Due to quarrels between different dynasties in Khorāṣān, opposition to the Khwarizmid Shahs who were considered devious by his father, Bahā ud-Dīn Wālad or fear of the impending Mongol cataclysm, his father decided to migrate westwards, eventually settling in the Anatolian city Konya, where he lived most of his life, composed one of the crowning glories of Persian literature, and profoundly affected the culture of the area.

When his father died, Rumi, aged 25, inherited his position as the head of an Islamic school. One of Baha' ud-Din's students, Sayyed Burhan ud-Din Muhaqqiq Termazi, continued to train Rumi in the Shariah as well as the Tariqa, especially that of Rumi's father. For nine years, Rumi practised Sufism as a disciple of Burhan ud-Din until the latter died in 1240 or 1241. Rumi's public life then began: he became an Islamic Jurist, issuing fatwas and giving sermons in the mosques of Konya. He also served as a Molvi (Islamic teacher) and taught his adherents in the madrassa. During this period, Rumi also travelled to Damascus and is said to have spent four years there.

It was his meeting with the dervish Shams-e Tabrizi on 15 November 1244 that completely changed his life. From an accomplished teacher and jurist, Rumi was transformed into an ascetic.

On the night of 5 December 1248, as Rumi and Shams were talking, Shams was called to the back door.

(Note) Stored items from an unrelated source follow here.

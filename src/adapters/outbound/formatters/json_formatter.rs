use crate::application::read_models::ComparisonReadModel;
use crate::ports::outbound::ReportFormatter;
use crate::shared::error::AnalysisError;
use crate::shared::Result;

/// JsonFormatter adapter for machine-readable comparison reports
///
/// Serializes the read model as-is; field names in the read model are
/// the JSON schema.
#[derive(Debug, Default)]
pub struct JsonFormatter;

impl JsonFormatter {
    pub fn new() -> Self {
        Self
    }
}

impl ReportFormatter for JsonFormatter {
    fn format(&self, model: &ComparisonReadModel) -> Result<String> {
        let mut output =
            serde_json::to_string_pretty(model).map_err(|e| AnalysisError::OutputGenerationError {
                format: "JSON".to_string(),
                details: e.to_string(),
            })?;
        output.push('\n');
        Ok(output)
    }
}

#[cfg(test)]
mod tests {
    use super::*;
    use crate::adapters::outbound::formatters::fixtures;
    use serde_json::Value;

    fn format(model: &ComparisonReadModel) -> Value {
        let output = JsonFormatter::new().format(model).unwrap();
        assert!(output.ends_with('\n'));
        serde_json::from_str(&output).unwrap()
    }

    #[test]
    fn test_json_computed_report() {
        let json = format(&fixtures::computed_model());

        assert_eq!(json["status"], "computed");
        assert_eq!(json["metadata"]["dataset_version"], "fixture-1");
        assert_eq!(json["configuration"]["devices"], 1000);
        assert_eq!(json["configuration"]["industry"], "healthcare");
        assert_eq!(json["vendors"].as_array().unwrap().len(), 2);
        assert_eq!(json["skipped_vendors"][0], "ghost");
        assert!(json["recommendation"]["ranking"].is_array());
        assert!(json["recommendation_note"].is_null());
    }

    #[test]
    fn test_json_vendor_fields() {
        let json = format(&fixtures::computed_model());
        let alpha = &json["vendors"][0];

        assert_eq!(alpha["id"], "alpha");
        assert_eq!(alpha["cost_breakdown"].as_array().unwrap().len(), 7);
        assert!(alpha["roi"]["baseline_cost"].is_number());
        assert!(alpha["risk"]["risk_score"].is_number());
        assert!(alpha["compliance"]["frameworks"].is_array());
        assert!(alpha["zero_trust"]["level"].is_string());
    }

    #[test]
    fn test_json_roi_sentinels_are_tagged() {
        let json = format(&fixtures::computed_model());
        let alpha = &json["vendors"][0];
        let beta = &json["vendors"][1];

        assert_eq!(beta["total_cost"], 0.0);
        assert_eq!(beta["roi"]["percentage"]["status"], "not_applicable");
        assert!(beta["roi"]["percentage"].get("value").is_none());
        assert_eq!(beta["roi"]["payback"]["status"], "months");
        assert!(beta["cost_per_security_point"].is_number());

        assert_eq!(alpha["roi"]["percentage"]["status"], "value");
        assert!(alpha["roi"]["percentage"]["value"].is_number());
        assert_eq!(alpha["roi"]["payback"]["status"], "no_payback");
    }

    #[test]
    fn test_json_financials() {
        let json = format(&fixtures::computed_model());
        let alpha = &json["vendors"][0];

        assert_eq!(alpha["yearly_costs"].as_array().unwrap().len(), 3);
        assert_eq!(alpha["yearly_costs"][0]["year"], 1);
        let financials = &alpha["financials"];
        assert_eq!(financials["discount_rate"], 8.0);
        assert!(financials["npv"].is_number());
        assert!(financials["irr"]["status"].is_string());
        assert_eq!(financials["scenarios"].as_array().unwrap().len(), 3);
        assert_eq!(financials["scenarios"][2]["scenario"], "optimistic");
        assert_eq!(financials["projections"].as_array().unwrap().len(), 3);

        let beta = &json["vendors"][1];
        assert_eq!(beta["financials"]["profitability_index"]["status"], "not_applicable");
    }

    #[test]
    fn test_json_single_vendor_has_roi_note() {
        let json = format(&fixtures::single_vendor_model());
        let alpha = &json["vendors"][0];

        assert!(alpha["roi"].is_null());
        assert!(alpha["financials"].is_null());
        assert!(alpha["roi_note"].is_string());
        assert!(json["recommendation"].is_null());
        assert!(json["recommendation_note"].is_string());
    }

    #[test]
    fn test_json_insufficient_configuration() {
        let json = format(&fixtures::insufficient_model());

        assert_eq!(json["status"], "insufficient_configuration");
        assert_eq!(json["issues"][0], "device count is required");
        assert!(json["configuration"].is_null());
        assert_eq!(json["vendors"].as_array().unwrap().len(), 0);
    }
}
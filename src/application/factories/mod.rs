mod formatter_factory;
mod presenter_factory;

pub use formatter_factory::FormatterFactory;
pub use presenter_factory::{PresenterFactory, PresenterType};
//! Shared helpers for the integration tests
#![allow(dead_code)]

pub mod fixtures;
pub mod mocks;
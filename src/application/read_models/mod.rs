//! Read models for CQRS-lite pattern
//!
//! View-optimized structs giving formatters a flat, rounded
//! representation of a comparison.

pub mod comparison_read_model;
pub mod comparison_read_model_builder;
pub mod vendor_view;

pub use comparison_read_model::{
    ComparisonReadModel, ConfigurationView, RankingView, RecommendationView, ReportMetadataView,
    ReportStatus,
};
pub use comparison_read_model_builder::ComparisonReadModelBuilder;
pub use vendor_view::{
    BusinessValueView, ComplianceView, CostLineView, FinancialsView, FrameworkView,
    OperationalView, ProjectionView, RiskView, RoiView, ScenarioView, TimelineView, VendorView,
    YearlyCostView, ZeroTrustView,
};
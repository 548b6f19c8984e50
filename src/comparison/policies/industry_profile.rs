use crate::comparison::domain::{Framework, Industry};
use std::collections::BTreeMap;

/// Per-industry constants and weighting sets.
#[derive(Debug, Clone, PartialEq)]
pub struct IndustryProfile {
    /// Average cost of a breach, dollars
    pub breach_cost: f64,
    /// Annual probability of a breach, 0-1
    pub breach_probability: f64,
    /// Productivity multiplier for automated operations
    pub efficiency_gain: f64,
    /// Annual regulatory penalty exposure, dollars
    pub compliance_penalty: f64,
    /// Cost of one hour of network downtime, dollars
    pub downtime_hourly: f64,
    /// Applicable compliance frameworks and their weights
    pub frameworks: Vec<(Framework, f64)>,
    /// Capabilities that reduce the industry's risk, with weights
    pub risk_capabilities: Vec<(String, f64)>,
}

/// Typed industry table. The default profile is mandatory, so every
/// industry without its own entry resolves to it.
#[derive(Debug, Clone, PartialEq)]
pub struct IndustryProfiles {
    default: IndustryProfile,
    profiles: BTreeMap<Industry, IndustryProfile>,
}

impl IndustryProfiles {
    pub fn new(default: IndustryProfile) -> Self {
        Self {
            default,
            profiles: BTreeMap::new(),
        }
    }

    pub fn with(mut self, industry: Industry, profile: IndustryProfile) -> Self {
        if industry == Industry::Default {
            self.default = profile;
        } else {
            self.profiles.insert(industry, profile);
        }
        self
    }

    /// Profile for `industry`, or the default profile when none is mapped
    pub fn profile(&self, industry: Industry) -> &IndustryProfile {
        self.profiles.get(&industry).unwrap_or_else(|| {
            tracing::debug!(%industry, "no industry profile, using default weighting");
            &self.default
        })
    }

    /// Table built from published breach-cost and penalty figures.
    pub fn standard() -> Self {
        use Framework::*;

        Self::new(profile(
            4_500_000.0,
            0.35,
            1.2,
            2_000_000.0,
            7_500.0,
            &[(Iso27001, 0.5), (Nist80053, 0.25), (CisControls, 0.25)],
            &[
                ("dot1x", 0.25),
                ("device_profiling", 0.25),
                ("posture_assessment", 0.25),
                ("micro_segmentation", 0.25),
            ],
        ))
        .with(
            Industry::Healthcare,
            profile(
                10_930_000.0,
                0.32,
                1.2,
                5_000_000.0,
                8_500.0,
                &[(Hipaa, 0.5), (Gdpr, 0.2), (Iso27001, 0.3)],
                &[
                    ("iot_profiling", 0.3),
                    ("micro_segmentation", 0.25),
                    ("continuous_compliance", 0.2),
                    ("device_trust", 0.15),
                    ("guest_access", 0.1),
                ],
            ),
        )
        .with(
            Industry::Financial,
            profile(
                5_720_000.0,
                0.35,
                1.1,
                10_000_000.0,
                12_000.0,
                &[(PciDss, 0.35), (Sox, 0.25), (Glba, 0.2), (Iso27001, 0.2)],
                &[
                    ("risk_based_access", 0.3),
                    ("mfa", 0.2),
                    ("micro_segmentation", 0.2),
                    ("continuous_compliance", 0.15),
                    ("behavior_analytics", 0.15),
                ],
            ),
        )
        .with(
            Industry::Retail,
            profile(
                3_280_000.0,
                0.45,
                1.3,
                1_000_000.0,
                5_500.0,
                &[(PciDss, 0.5), (Gdpr, 0.25), (Ccpa, 0.25)],
                &[
                    ("micro_segmentation", 0.35),
                    ("guest_access", 0.25),
                    ("iot_profiling", 0.2),
                    ("continuous_compliance", 0.2),
                ],
            ),
        )
        .with(
            Industry::Manufacturing,
            profile(
                4_470_000.0,
                0.39,
                1.4,
                2_000_000.0,
                15_000.0,
                &[(Nist800171, 0.4), (Iso27001, 0.4), (CisControls, 0.2)],
                &[
                    ("iot_profiling", 0.35),
                    ("micro_segmentation", 0.35),
                    ("agentless", 0.3),
                ],
            ),
        )
        .with(
            Industry::Education,
            profile(
                3_790_000.0,
                0.43,
                1.1,
                500_000.0,
                3_000.0,
                &[(Ferpa, 0.6), (Iso27001, 0.2), (CisControls, 0.2)],
                &[
                    ("byod_onboarding", 0.4),
                    ("guest_access", 0.3),
                    ("cloud_pki", 0.3),
                ],
            ),
        )
        .with(
            Industry::Government,
            profile(
                4_740_000.0,
                0.28,
                1.0,
                15_000_000.0,
                8_000.0,
                &[(Fisma, 0.3), (Fedramp, 0.3), (Nist80053, 0.4)],
                &[
                    ("mfa", 0.25),
                    ("device_trust", 0.25),
                    ("continuous_compliance", 0.25),
                    ("posture_assessment", 0.25),
                ],
            ),
        )
        .with(
            Industry::Technology,
            profile(
                4_880_000.0,
                0.37,
                1.5,
                3_000_000.0,
                10_000.0,
                &[(Iso27001, 0.5), (Gdpr, 0.3), (Ccpa, 0.2)],
                &[
                    ("api_access", 0.3),
                    ("automated_response", 0.3),
                    ("risk_based_access", 0.2),
                    ("cloud_pki", 0.2),
                ],
            ),
        )
    }
}

fn profile(
    breach_cost: f64,
    breach_probability: f64,
    efficiency_gain: f64,
    compliance_penalty: f64,
    downtime_hourly: f64,
    frameworks: &[(Framework, f64)],
    risk_capabilities: &[(&str, f64)],
) -> IndustryProfile {
    IndustryProfile {
        breach_cost,
        breach_probability,
        efficiency_gain,
        compliance_penalty,
        downtime_hourly,
        frameworks: frameworks.to_vec(),
        risk_capabilities: risk_capabilities
            .iter()
            .map(|(name, weight)| (name.to_string(), *weight))
            .collect(),
    }
}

He went out, never to be seen again. Rumi's love for, and his bereavement at the death of, Shams found their expression in an outpouring of lyric poems, Divan-e Shams-e Tabrizi. He himself went out searching for Shams and journeyed again to Damascus.

Rumi found another companion in Salaḥ ud-Din-e Zarkub, a goldsmith. After Salah ud-Din's death, Rumi's scribe and favourite student, Hussam-e Chalabi, assumed the role of Rumi's companion. Hussam implored Rumi to write more. Rumi spent the next 12 years of his life in Anatolia dictating the six volumes of this masterwork, the Masnavi, to Hussam.

In December 1273, Rumi fell ill and died on the 17th of December in Konya.